So I saw my rheumatologist two weeks ago. A few of you have wondered why some of my posts a have been tagged “lupus” despite not mentioning lupus once. Over the past three years, I’ve been going to the rheumatologist to check up on my APS, but also because of what they categorized “lupus-like syndrome.” What do they mean by that? Well, apparently I had a number of the labs that one uses to help diagnose lupus, but not quite enough to push me over the edge. Lupus (and many other auto-immune diseases) can actually be super hard to diagnose – sometimes it’s obvious, but there are also a ton of borderline cases out there. Such is the case with me. There is also a high correlation between APS and lupus, though not a 1:1.
The end result is that I was put into a wait and see category – the “you don’t have lupus yet, but there’s a pretty good chance you’re going to develop it at some point.” Such a good chance, in fact that they’ve had me on the lupus drug hydroxychloroquine (Plaquenil) for the past two years. Of course because of the correlation between APS and lupus, that is also largely to help keep my APS in check.

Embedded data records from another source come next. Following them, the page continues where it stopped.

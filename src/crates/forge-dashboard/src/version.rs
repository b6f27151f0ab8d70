//! Build metadata injected by `build.rs`

pub const VERSION: &str = env!("CARGO_PKG_VERSION");

/// CI build number, "0" for local builds
pub const BUILD_NUMBER: &str = env!("BUILD_NUMBER");

pub const GIT_COMMIT: &str = env!("GIT_COMMIT");

/// RFC3339
pub const BUILD_TIMESTAMP: &str = env!("BUILD_TIMESTAMP");

/// `Forge v0.1.0 (build 42, commit abc123, built 2025-01-15T10:30:00Z)`
pub fn full_version() -> String {
    VersionInfo::get().to_string()
}

pub fn short_version() -> String {
    format!("v{}", VERSION)
}

#[derive(Debug, Clone, serde::Serialize)]
pub struct VersionInfo {
    pub version: &'static str,
    pub build_number: &'static str,
    pub git_commit: &'static str,
    pub build_timestamp: &'static str,
}

impl VersionInfo {
    pub fn get() -> Self {
        Self {
            version: VERSION,
            build_number: BUILD_NUMBER,
            git_commit: GIT_COMMIT,
            build_timestamp: BUILD_TIMESTAMP,
        }
    }
}

impl std::fmt::Display for VersionInfo {
    fn fmt(&self, f: &mut std::fmt::Formatter<'_>) -> std::fmt::Result {
        write!(
            f,
            "Forge v{} (build {}, commit {}, built {})",
            self.version, self.build_number, self.git_commit, self.build_timestamp
        )
    }
}
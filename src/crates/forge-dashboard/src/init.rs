//! First-time setup for the Forge dashboard
//!
//! Creates the configuration directory and writes a commented default
//! `forge.toml`, either user-level (~/.forge) or project-level (./.forge).

use crate::error::{ForgeError, Result};
use std::fs;
use std::path::{Path, PathBuf};
use tracing::{info, warn};

/// Default configuration directory name
pub const CONFIG_DIR: &str = ".forge";

/// Default configuration file name
pub const CONFIG_FILE: &str = "forge.toml";

/// Get the Forge home directory (~/.forge)
///
/// # Errors
///
/// Returns an error if the home directory cannot be determined
pub fn get_forge_home() -> Result<PathBuf> {
    dirs::home_dir()
        .map(|home| home.join(CONFIG_DIR))
        .ok_or_else(|| ForgeError::Config("Could not determine home directory".to_string()))
}

/// Get the path to the user-level configuration file
pub fn get_user_config_path() -> Result<PathBuf> {
    Ok(get_forge_home()?.join(CONFIG_FILE))
}

/// Get the path to the project-level configuration file
pub fn get_project_config_path() -> PathBuf {
    PathBuf::from(".").join(CONFIG_DIR).join(CONFIG_FILE)
}

/// Write a default configuration file
///
/// * `project` - write ./.forge/forge.toml instead of ~/.forge/forge.toml
/// * `force` - overwrite an existing file
///
/// Returns the path of the configuration file.
pub fn initialize(project: bool, force: bool) -> Result<PathBuf> {
    let config_path = if project {
        get_project_config_path()
    } else {
        get_user_config_path()?
    };
    write_config_at(&config_path, force)?;
    Ok(config_path)
}

/// Create the parent directory and the default file at `config_path`
pub fn write_config_at(config_path: &Path, force: bool) -> Result<()> {
    if let Some(dir) = config_path.parent() {
        if !dir.exists() {
            fs::create_dir_all(dir)
                .map_err(|e| ForgeError::Config(format!("Failed to create directory: {}", e)))?;
            info!(path = %dir.display(), "Created configuration directory");
        }
    }

    if config_path.exists() && !force {
        warn!(path = %config_path.display(), "Configuration already exists (use --force to overwrite)");
        return Err(ForgeError::Config(format!(
            "{} already exists (use --force to overwrite)",
            config_path.display()
        )));
    }

    create_default_config(config_path)?;
    info!(path = %config_path.display(), "Created default configuration");
    Ok(())
}

/// Commented default configuration, matching `ForgeConfig::default()`
pub const DEFAULT_CONFIG: &str = r#"# Forge Configuration
#
# User-level settings live in ~/.forge/forge.toml.
# Project-specific settings can be placed in ./.forge/forge.toml
# and override the user file key by key.

[backend]
# Backend origin; also the origin screenshots are served from
# Can use environment variables like ${FORGE_BACKEND_URL}
base_url = "http://localhost:8000"

# REST API path under the origin
api_path = "/api/v1"

# Request timeout in seconds (omit for no timeout)
# timeout_secs = 30

[polling]
# Delay between polls of a running task, in milliseconds
interval_ms = 1000

[logging]
# Log level: "trace", "debug", "info", "warn", "error"
level = "info"

# Log format: "compact", "pretty", "json"
format = "compact"

# Log file used by the terminal dashboard (relative to ~/.forge)
file = "forge.log"

[ui]
# Panel next to the live cells: "screenshots" or "logs"
detail_panel = "screenshots"

# Open full-size screenshots in the system browser
open_in_browser = true
"#;

/// Create default configuration file
fn create_default_config(path: &Path) -> Result<()> {
    fs::write(path, DEFAULT_CONFIG)
        .map_err(|e| ForgeError::Config(format!("Failed to write configuration: {}", e)))?;
    Ok(())
}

There can be a lot of symptoms with lupus – the most common is some kind of sun-induced rash – usually on the face. I’ve never had any of the outward manifestations of lupus, and that’s one of the reasons I was simply “lupus-like.”
Well, in May of this year, I went for a long walk in the sun. I noticed at the end of the walk that I was getting a rash on my chest and my arms – the areas most exposed to the sun. It hasn’t gone away since, and it seems to get worse with additional sun exposure before fading a bit again. I figured I should call the rheum.
Her prognosis: “I think it looks like a lupus rash.” I say, “But, I don’t have lupus, remember?” Her response, “Yeah, well, you’ve always been borderline.” I’m thankful I don’t have to be in limbo anymore, and grateful that my symptoms are still mild (labs were normal), so we’ll just take it one day at a time. I hate to say that I’m glad to have been diagnosed, but in a way, I kind of am – it’s a lot easier to know what you’re supposed to do when you have a definitive diagnosis than a maybe, possibly one.